### [RAW DATA]
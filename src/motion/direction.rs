use glam::Vec2;

/// Discrete heading of recent cursor movement.
///
/// `Idle` means "no classification" and is never animated.
#[derive(Debug, Clone, Copy, PartialEq, Eq, Hash)]
pub enum Direction {
    Up,
    Down,
    Left,
    Right,
    Idle,
}

impl Direction {
    pub fn is_idle(self) -> bool {
        self == Direction::Idle
    }

    pub fn label(self) -> &'static str {
        match self {
            Direction::Up => "Up",
            Direction::Down => "Down",
            Direction::Left => "Left",
            Direction::Right => "Right",
            Direction::Idle => "Idle",
        }
    }
}

/// Classify a movement delta along its dominant axis.
///
/// Vertical wins when `|dy|` beats both the threshold and `|dx|`; the
/// horizontal branch is only consulted otherwise. `dy > 0` is up.
pub fn classify(delta: Vec2, threshold: f32) -> Direction {
    let (ax, ay) = (delta.x.abs(), delta.y.abs());

    if ay > threshold && ay > ax {
        if delta.y > 0.0 {
            Direction::Up
        } else {
            Direction::Down
        }
    } else if ax > threshold {
        if delta.x > 0.0 {
            Direction::Right
        } else {
            Direction::Left
        }
    } else {
        Direction::Idle
    }
}

#[cfg(test)]
mod tests {
    use super::*;

    const THRESHOLD: f32 = 10.0;

    #[test]
    fn small_moves_are_idle() {
        let mut rng = fastrand::Rng::with_seed(7);
        for _ in 0..2000 {
            let dx = (rng.f32() * 2.0 - 1.0) * THRESHOLD;
            let dy = (rng.f32() * 2.0 - 1.0) * THRESHOLD;
            assert_eq!(classify(Vec2::new(dx, dy), THRESHOLD), Direction::Idle);
        }
        assert_eq!(classify(Vec2::new(10.0, -10.0), THRESHOLD), Direction::Idle);
        assert_eq!(classify(Vec2::ZERO, THRESHOLD), Direction::Idle);
    }

    #[test]
    fn dominant_vertical_is_up_or_down() {
        let mut rng = fastrand::Rng::with_seed(11);
        for _ in 0..2000 {
            let dy = THRESHOLD + 0.01 + rng.f32() * 500.0;
            // strictly below |dy| so vertical dominates
            let dx = (rng.f32() * 2.0 - 1.0) * dy * 0.999;
            assert_eq!(classify(Vec2::new(dx, dy), THRESHOLD), Direction::Up);
            assert_eq!(classify(Vec2::new(dx, -dy), THRESHOLD), Direction::Down);
        }
    }

    #[test]
    fn dominant_horizontal_is_left_or_right() {
        let mut rng = fastrand::Rng::with_seed(23);
        for _ in 0..2000 {
            let dx = THRESHOLD + 0.01 + rng.f32() * 500.0;
            let dy = (rng.f32() * 2.0 - 1.0) * dx;
            assert_eq!(classify(Vec2::new(dx, dy), THRESHOLD), Direction::Right);
            assert_eq!(classify(Vec2::new(-dx, dy), THRESHOLD), Direction::Left);
        }
    }

    #[test]
    fn exact_diagonal_goes_horizontal() {
        // |dy| == |dx|: vertical branch needs a strict win
        assert_eq!(classify(Vec2::new(20.0, 20.0), THRESHOLD), Direction::Right);
        assert_eq!(classify(Vec2::new(-20.0, -20.0), THRESHOLD), Direction::Left);
    }

    #[test]
    fn vertical_wins_even_when_both_exceed_threshold() {
        assert_eq!(classify(Vec2::new(30.0, 31.0), THRESHOLD), Direction::Up);
        assert_eq!(classify(Vec2::new(-30.0, -31.0), THRESHOLD), Direction::Down);
    }

    #[test]
    fn vertical_below_threshold_falls_through_to_horizontal() {
        // dy dominates but is under threshold, dx alone is also under
        assert_eq!(classify(Vec2::new(3.0, 9.0), THRESHOLD), Direction::Idle);
        // dx over threshold wins when dy cannot
        assert_eq!(classify(Vec2::new(12.0, 5.0), THRESHOLD), Direction::Right);
    }

    #[test]
    fn only_idle_is_idle() {
        assert!(Direction::Idle.is_idle());
        for d in [Direction::Up, Direction::Down, Direction::Left, Direction::Right] {
            assert!(!d.is_idle());
        }
    }
}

### [PROMPT]
Where does "movement" occur in the data? Copy each line that has it.

### [OUTPUT FOR THIS TASK]
/// Discrete heading of recent cursor movement.
/// Classify a movement delta along its dominant axis.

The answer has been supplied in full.